Stored data entries
*****
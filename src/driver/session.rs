use anyhow::Result;
use log::{debug, info, warn};

use std::io::{BufRead, Write};
use std::ops::ControlFlow;
use std::str::FromStr;
use std::time::Instant;

use super::command::{parse_number, Command, HELP};
use crate::blockchain::Chain;

/// Interactive session driving a chain from line-oriented input
pub struct Session<R, W> {
    chain: Chain,
    input: R,
    output: W,
}

impl<R: BufRead, W: Write> Session<R, W> {
    pub fn new(chain: Chain, input: R, output: W) -> Self {
        Session {
            chain,
            input,
            output,
        }
    }

    pub fn chain(&self) -> &Chain {
        &self.chain
    }

    pub fn into_parts(self) -> (Chain, W) {
        (self.chain, self.output)
    }

    /// Runs the command loop until `quit` or end of input
    pub fn run(&mut self) -> Result<()> {
        info!("Session started with {} block(s)", self.chain.size());

        loop {
            writeln!(self.output, "{}", self.chain.render())?;

            let line = match self.prompt("Command? ")? {
                Some(line) => line,
                None => break,
            };

            if line.trim().is_empty() {
                continue;
            }

            let flow = match line.parse::<Command>() {
                Ok(command) => self.execute(command)?,
                Err(err) => {
                    debug!("Rejected input {:?}: {}", line.trim(), err);
                    writeln!(self.output, "{}", err)?;
                    ControlFlow::Continue(())
                }
            };

            if flow.is_break() {
                break;
            }
        }

        self.output.flush()?;
        info!("Session ended with {} block(s)", self.chain.size());
        Ok(())
    }

    fn execute(&mut self, command: Command) -> Result<ControlFlow<()>> {
        match command {
            Command::Mine => {
                let Some(amount) = self.prompt_number::<i32>("Amount transferred? ")? else {
                    return Ok(ControlFlow::Break(()));
                };

                let started = Instant::now();
                let block = self.chain.mine_next(amount);
                info!(
                    "Mined block {} in {:?} ({} attempts)",
                    block.index(),
                    started.elapsed(),
                    block.attempts()
                );

                writeln!(self.output, "amount = {}, nonce = {}", block.amount(), block.nonce())?;
            }
            Command::Append => {
                let Some(amount) = self.prompt_number::<i32>("Amount transferred? ")? else {
                    return Ok(ControlFlow::Break(()));
                };
                let Some(nonce) = self.prompt_number::<u64>("Nonce? ")? else {
                    return Ok(ControlFlow::Break(()));
                };

                let block = self.chain.candidate(amount, nonce);
                let index = block.index();
                match self.chain.append(block) {
                    Ok(()) => info!("Appended block {}", index),
                    Err(err) => {
                        warn!("Rejected block {}: {}", index, err);
                        writeln!(self.output, "{}", err)?;
                    }
                }
            }
            Command::Remove => {
                if !self.chain.remove_last() {
                    writeln!(self.output, "Cannot remove the genesis block")?;
                }
            }
            Command::Check => {
                if self.chain.validate() {
                    writeln!(self.output, "Chain is valid!")?;
                } else {
                    writeln!(self.output, "Chain is invalid!")?;
                }
            }
            Command::Report => {
                writeln!(self.output, "{}", self.chain.balances())?;
            }
            Command::Export => {
                writeln!(self.output, "{}", self.chain.to_json()?)?;
            }
            Command::Help => {
                writeln!(self.output, "{}", HELP)?;
            }
            Command::Quit => return Ok(ControlFlow::Break(())),
        }

        Ok(ControlFlow::Continue(()))
    }

    /// Prints `text` and reads one line; `None` at end of input
    fn prompt(&mut self, text: &str) -> Result<Option<String>> {
        write!(self.output, "{}", text)?;
        self.output.flush()?;

        let mut line = String::new();
        if self.input.read_line(&mut line)? == 0 {
            return Ok(None);
        }

        Ok(Some(line))
    }

    /// Re-prompts until the user enters a number; `None` at end of input
    fn prompt_number<T: FromStr>(&mut self, text: &str) -> Result<Option<T>> {
        loop {
            let Some(line) = self.prompt(text)? else {
                return Ok(None);
            };

            match parse_number(&line) {
                Ok(value) => return Ok(Some(value)),
                Err(err) => {
                    debug!("Rejected number {:?}", line.trim());
                    writeln!(self.output, "{}", err)?;
                }
            }
        }
    }
}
*****
[What is expected] Every entry is to be copied exactly, with none omitted.

[Task response]
filename src/driver/session.rs
use anyhow::Result;
use log::{debug, info, warn};

use std::io::{BufRead, Write};
use std::ops::ControlFlow;
use std::str::FromStr;
use std::time::Instant;

use super::command::{parse_number, Command, HELP};
use crate::blockchain::Chain;

/// Interactive session driving a chain from line-oriented input
pub struct Session<R, W> {
    chain: Chain,
    input: R,
    output: W,
}

impl<R: BufRead, W: Write> Session<R, W> {
    pub fn new(chain: Chain, input: R, output: W) -> Self {
        Session {
            chain,
            input,
            output,
        }
    }

    pub fn chain(&self) -> &Chain {
        &self.chain
    }

    pub fn into_parts(self) -> (Chain, W) {
        (self.chain, self.output)
    }

    /// Runs the command loop until `quit` or end of input
    pub fn run(&mut self) -> Result<()> {
        info!("Session started with {} block(s)", self.chain.size());

        loop {
            writeln!(self.output, "{}", self.chain.render())?;

            let line = match self.prompt("Command? ")? {
                Some(line) => line,
                None => break,
            };

            if line.trim().is_empty() {
                continue;
            }

            let flow = match line.parse::<Command>() {
                Ok(command) => self.execute(command)?,
                Err(err) => {
                    debug!("Rejected input {:?}: {}", line.trim(), err);
                    writeln!(self.output, "{}", err)?;
                    ControlFlow::Continue(())
                }
            };

            if flow.is_break() {
                break;
            }
        }

        self.output.flush()?;
        info!("Session ended with {} block(s)", self.chain.size());
        Ok(())
    }

    fn execute(&mut self, command: Command) -> Result<ControlFlow<()>> {
        match command {
            Command::Mine => {
                let Some(amount) = self.prompt_number::<i32>("Amount transferred? ")? else {
                    return Ok(ControlFlow::Break(()));
                };

                let started = Instant::now();
                let block = self.chain.mine_next(amount);
                info!(
                    "Mined block {} in {:?} ({} attempts)",
                    block.index(),
                    started.elapsed(),
                    block.attempts()
                );

                writeln!(self.output, "amount = {}, nonce = {}", block.amount(), block.nonce())?;
            }
            Command::Append => {
                let Some(amount) = self.prompt_number::<i32>("Amount transferred? ")? else {
                    return Ok(ControlFlow::Break(()));
                };
                let Some(nonce) = self.prompt_number::<u64>("Nonce? ")? else {
                    return Ok(ControlFlow::Break(()));
                };

                let block = self.chain.candidate(amount, nonce);
                let index = block.index();
                match self.chain.append(block) {
                    Ok(()) => info!("Appended block {}", index),
                    Err(err) => {
                        warn!("Rejected block {}: {}", index, err);
                        writeln!(self.output, "{}", err)?;
                    }
                }
            }
            Command::Remove => {
                if !self.chain.remove_last() {
                    writeln!(self.output, "Cannot remove the genesis block")?;
                }
            }
            Command::Check => {
                if self.chain.validate() {
                    writeln!(self.output, "Chain is valid!")?;
                } else {
                    writeln!(self.output, "Chain is invalid!")?;
                }
            }
            Command::Report => {
                writeln!(self.output, "{}", self.chain.balances())?;
            }
            Command::Export => {
                writeln!(self.output, "{}", self.chain.to_json()?)?;
            }
            Command::Help => {
                writeln!(self.output, "{}", HELP)?;
            }
            Command::Quit => return Ok(ControlFlow::Break(())),
        }

        Ok(ControlFlow::Continue(()))
    }

    /// Prints `text` and reads one line; `None` at end of input
    fn prompt(&mut self, text: &str) -> Result<Option<String>> {
        write!(self.output, "{}", text)?;
        self.output.flush()?;

        let mut line = String::new();
        if self.input.read_line(&mut line)? == 0 {
            return Ok(None);
        }

        Ok(Some(line))
    }

    /// Re-prompts until the user enters a number; `None` at end of input
    fn prompt_number<T: FromStr>(&mut self, text: &str) -> Result<Option<T>> {
        loop {
            let Some(line) = self.prompt(text)? else {
                return Ok(None);
            };

            match parse_number(&line) {
                Ok(value) => return Ok(Some(value)),
                Err(err) => {
                    debug!("Rejected number {:?}", line.trim());
                    writeln!(self.output, "{}", err)?;
                }
            }
        }
    }
}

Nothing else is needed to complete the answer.